Right now we’re looking at Honeymoon II on Titanic II, or, possibly, the Carnival Mars Triumph cruise.

Titanic II could be interesting if there’s an Iceberg II. Titanic II is so authentic even the same lack of lifeboats.

There will be steerage II on Titanic II.

As for Mars, I don’t know, that’s a long shot. She won’t even go to Florida with me, she’s going to go to Mars?

I think there will be other couples, so that would help. She’s OK as long as there are witnesses.

In other news that isn’t–

Pope emeritus reclines red-slippers up in an Armani track suit with a bottle of Pellegrino watching Golden Girls.

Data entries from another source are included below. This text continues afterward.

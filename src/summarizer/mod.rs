//! Extractive summarization.
//!
//! A summary is a subset of the article's own sentences, kept verbatim and
//! in their original order. Sentences are ranked by a [`ScoringStrategy`]
//! and the best `max_sentences` are kept.

pub mod frequency;
pub mod scorer;
pub mod selector;

pub use frequency::{build_word_freq, WordFrequencies};

use crate::config::{ScoringStrategy, SummaryConfig};
use crate::segmentation::split_sentences;
use crate::text::{clean_text, StopwordSet};
use log::{debug, trace};
use serde::Serialize;

/// A sentence kept in a summary.
#[derive(Debug, Clone, PartialEq, Eq, Serialize)]
pub struct SelectedSentence {
    /// Position of the sentence in the article (0-based).
    pub index: usize,
    /// Sentence text.
    pub text: String,
    /// Score the sentence was ranked by. `None` when the article was short
    /// enough to be returned whole and nothing was scored.
    pub score: Option<usize>,
}

/// Summary together with how it was produced.
#[derive(Debug, Clone, PartialEq, Eq, Serialize)]
pub struct SummaryReport {
    /// Strategy used to rank sentences.
    pub strategy: ScoringStrategy,
    /// Requested sentence budget.
    pub max_sentences: usize,
    /// Number of sentences found in the article.
    pub sentence_count: usize,
    /// True if sentences were ranked and dropped; false if the whole article
    /// (or nothing) was returned.
    pub extracted: bool,
    /// Summary text.
    pub summary: String,
    /// Sentences making up the summary, in article order.
    pub sentences: Vec<SelectedSentence>,
}

/// Extractive summarizer.
#[derive(Debug, Clone, Default)]
pub struct Summarizer {
    config: SummaryConfig,
}

impl Summarizer {
    /// Create a new summarizer with default config
    pub fn new() -> Self {
        Self::default()
    }

    /// Create with custom config
    pub fn with_config(config: SummaryConfig) -> Self {
        Self { config }
    }

    /// Set number of sentences to keep
    pub fn with_max_sentences(mut self, n: usize) -> Self {
        self.config.max_sentences = n;
        self
    }

    /// Set the scoring strategy
    pub fn with_strategy(mut self, strategy: ScoringStrategy) -> Self {
        self.config.strategy = strategy;
        self
    }

    /// Summarizes `text`.
    ///
    /// Returns an empty string for text without sentences, the whole
    /// normalized text when it has no more than `max_sentences` sentences,
    /// and otherwise the top sentences joined by single spaces.
    pub fn summarize(&self, text: &str) -> String {
        self.summarize_report(text).summary
    }

    /// Summarizes `text` and reports which sentences were kept and why.
    pub fn summarize_report(&self, text: &str) -> SummaryReport {
        let max_sentences = self.config.max_sentences;
        let strategy = self.config.strategy;

        let cleaned = clean_text(text);
        let sentences = split_sentences(&cleaned);
        debug!(
            "Summarizing {} chars, {} sentences (max {}, {})",
            cleaned.len(),
            sentences.len(),
            max_sentences,
            strategy
        );

        let mut report = SummaryReport {
            strategy,
            max_sentences,
            sentence_count: sentences.len(),
            extracted: false,
            summary: String::new(),
            sentences: Vec::new(),
        };

        if sentences.is_empty() {
            return report;
        }

        if sentences.len() <= max_sentences {
            debug!("Article fits the budget, returning it unchanged");
            report.sentences = sentences
                .into_iter()
                .enumerate()
                .map(|(index, text)| SelectedSentence { index, text, score: None })
                .collect();
            report.summary = cleaned;
            return report;
        }

        let frequencies = match strategy {
            ScoringStrategy::Frequency => WordFrequencies::from_text(&cleaned, StopwordSet::summary()),
            ScoringStrategy::Length => WordFrequencies::default(),
        };
        debug!("Counted {} distinct words", frequencies.len());
        let scores = scorer::score_sentences(&sentences, &frequencies, strategy);
        for (i, score) in scores.iter().enumerate() {
            trace!("sentence {} scored {}", i, score);
        }

        let selected = selector::select_top(&scores, max_sentences);
        debug!("Selected sentences {:?}", selected);

        report.extracted = true;
        report.sentences = selected
            .into_iter()
            .map(|index| SelectedSentence {
                index,
                text: sentences[index].clone(),
                score: Some(scores[index]),
            })
            .collect();
        report.summary = report
            .sentences
            .iter()
            .map(|s| s.text.as_str())
            .collect::<Vec<_>>()
            .join(" ");
        report
    }
}

/// Summarizes `text` into at most `max_sentences` sentences using word
/// frequency scoring.
pub fn summarize(text: &str, max_sentences: usize) -> String {
    summarize_with(text, max_sentences, ScoringStrategy::Frequency)
}

/// Summarizes `text` with an explicit scoring strategy.
pub fn summarize_with(text: &str, max_sentences: usize, strategy: ScoringStrategy) -> String {
    Summarizer::new()
        .with_max_sentences(max_sentences)
        .with_strategy(strategy)
        .summarize(text)
}
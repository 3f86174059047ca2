//! Text processing module for whitespace normalization, tokenization and stopwords.

mod normalizer;
mod stopwords;
mod tokenizer;

pub use normalizer::{clean_text, Normalizer};
pub use stopwords::{StopwordSet, QUESTION_STOPWORDS, SUMMARY_STOPWORDS};
pub use tokenizer::Tokenizer;
//! Sentence scoring.

use super::frequency::WordFrequencies;
use crate::config::ScoringStrategy;
use crate::text::Tokenizer;

/// Scores every sentence with the given strategy, in sentence order.
///
/// `frequencies` is only consulted by [`ScoringStrategy::Frequency`].
pub fn score_sentences(
    sentences: &[String],
    frequencies: &WordFrequencies,
    strategy: ScoringStrategy,
) -> Vec<usize> {
    match strategy {
        ScoringStrategy::Frequency => {
            let tokenizer = Tokenizer::new();
            sentences
                .iter()
                .map(|s| frequency_score(&tokenizer, s, frequencies))
                .collect()
        }
        ScoringStrategy::Length => sentences.iter().map(|s| length_score(s)).collect(),
    }
}

/// Sum of article frequencies over the sentence's tokens.
///
/// A word appearing twice in the sentence contributes twice.
pub fn frequency_score(tokenizer: &Tokenizer, sentence: &str, frequencies: &WordFrequencies) -> usize {
    tokenizer
        .tokenize_to_strings(sentence)
        .iter()
        .map(|w| frequencies.get(w))
        .sum()
}

/// Number of characters in the sentence.
pub fn length_score(sentence: &str) -> usize {
    sentence.chars().count()
}
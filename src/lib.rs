//! # Newsbrief - Extractive News Summarizer
//!
//! Newsbrief condenses a pasted news article into its most informative
//! sentences and answers simple keyword questions about it.
//!
//! ## Overview
//!
//! Everything here is a heuristic over plain text. Sentences are scored by
//! how often their words occur in the whole article (or, in the simpler
//! mode, by their length), and the best ones are returned in the order they
//! were written. Questions are answered by returning the sentence sharing
//! the most keywords with the question.
//!
//! ## Quick Start
//!
//! ```rust
//! use newsbrief::{answer_question, clean_text, split_sentences, summarize};
//!
//! let article = "Rain fell on Monday. The rain flooded roads. \
//!                Officials closed roads near the river. Schools stayed open.";
//!
//! let summary = summarize(article, 2);
//! assert_eq!(summary, "The rain flooded roads. Officials closed roads near the river.");
//!
//! let sentences = split_sentences(&clean_text(article));
//! let answer = answer_question("Which schools stayed open?", &sentences);
//! assert_eq!(answer, "Schools stayed open.");
//! ```
//!
//! ## Architecture
//!
//! - [`text`] - Whitespace normalization, tokenization and stopword sets
//! - [`segmentation`] - Punctuation-based sentence splitting
//! - [`summarizer`] - Word frequencies, sentence scoring and selection
//! - [`qa`] - Keyword question answering
//! - [`shell`] - Interactive read-eval loop used by the CLI
//!
//! All core functions are total: they never fail and degrade to an empty
//! string or a canned message instead.

#![warn(missing_docs)]
#![warn(clippy::all)]

pub mod config;
pub mod error;
pub mod qa;
pub mod segmentation;
pub mod shell;
pub mod summarizer;
pub mod text;

// Re-export commonly used types
pub use config::{Config, QuestionConfig, ScoringStrategy, SummaryConfig};
pub use error::{BriefError, Result};
pub use qa::{answer_question, Answer, QuestionAnswerer};
pub use segmentation::split_sentences;
pub use summarizer::{
    build_word_freq, summarize, summarize_with, SelectedSentence, SummaryReport, Summarizer,
    WordFrequencies,
};
pub use text::{clean_text, Normalizer, StopwordSet, Tokenizer};

/// Library version.
pub const VERSION: &str = env!("CARGO_PKG_VERSION");

/// Default number of sentences kept in a summary.
pub const DEFAULT_MAX_SENTENCES: usize = 3;
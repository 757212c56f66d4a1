// ABOUTME: summarize_task tool: offered only when the context window is nearly full.
// ABOUTME: Its result is a continuation prompt that replaces the truncated history.

use archscribe_core::prompt::{continuation_prompt, parse_required_files};
use async_trait::async_trait;
use serde_json::Value;

use super::{ParamType, Tool, ToolCategory, ToolEffect, ToolOutput, ToolParameter, required_str};

pub struct SummarizeTaskTool;

#[async_trait]
impl Tool for SummarizeTaskTool {
    fn name(&self) -> &str {
        "summarize_task"
    }

    fn description(&self) -> &str {
        "Summarize the task so far so the conversation can continue in a fresh context. Call it only when asked to; follow the numbered section layout from the request."
    }

    fn parameters(&self) -> Vec<ToolParameter> {
        vec![ToolParameter::required(
            "context",
            ParamType::String,
            "Detailed summary of the task, findings, diagram progress, and next step",
        )]
    }

    fn category(&self) -> ToolCategory {
        ToolCategory::Mutating
    }

    async fn execute(&self, input: &Value) -> ToolOutput {
        let summary = match required_str(input, "context") {
            Ok(summary) => summary,
            Err(e) => return ToolOutput::error(e),
        };
        let required_files = parse_required_files(summary);
        tracing::info!(
            summary_chars = summary.len(),
            required_files = required_files.len(),
            "task summarized"
        );
        ToolOutput::text(continuation_prompt(summary)).with_effect(ToolEffect::Summarized {
            summary: summary.to_string(),
        })
    }
}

Can finally relax now that he’s not infallible anymore.

Hired the butler back. Living on campus, even if he flew the 100 yards by helicopter to the new place. Nice–not as–but nice.

Had to give up the papal twitter, but his eminence can now be found @joeratzinger.

Meanwhile, the Vatican Pope Combine goes on–peppy little Cardinal from Brazil getting a lot of looks–good footwork, snappy 40 yard processional.

Italians want it back pretty bad. After a Pole, than a German, a lot of sentiment for bringing the cup back home!

Conventional wisdom says the next Pope white, male and Catholic. 10-1 Italian.

Only one likely American candidate–Donald Trump.

In other news that isn’t—

Manti Te’o impresses scouts from eHarmony at NFL Combine. Little slow in the 40 due to all the texting.

Sequester is on–first automatic cut: Congress.
Next: the Executive Branch.

Will leave Tony Scalia pretty much in charge, unless he opts for Pope.

The United States of America: Too Big to Succeed.

Google could run the whole thing with logarithms.

Secretary of State Kerry offers swift boats to Syrian opposition.

Apple CEO Tim Cook says head not stuck in sand, won’t say where is stuck.
But there’s an app for it.

Fukushima tuna have amazing shelf life.

Dennis Rodman says Kim Jong Un the kindest, bravest, warmest, most wonderful human being I’ve ever known in my life.

For Kim, one glimpse of Rodman in a wedding dress and zing went the strings of his heart.

Should have know something funny about the IKEA Man O’ War Meatballs.

Supreme Court reconsiders Voting Rights Act, next will take a look at Suffrage.

Joe Biden has arrived in Vatican City to fill in as Vice Pope.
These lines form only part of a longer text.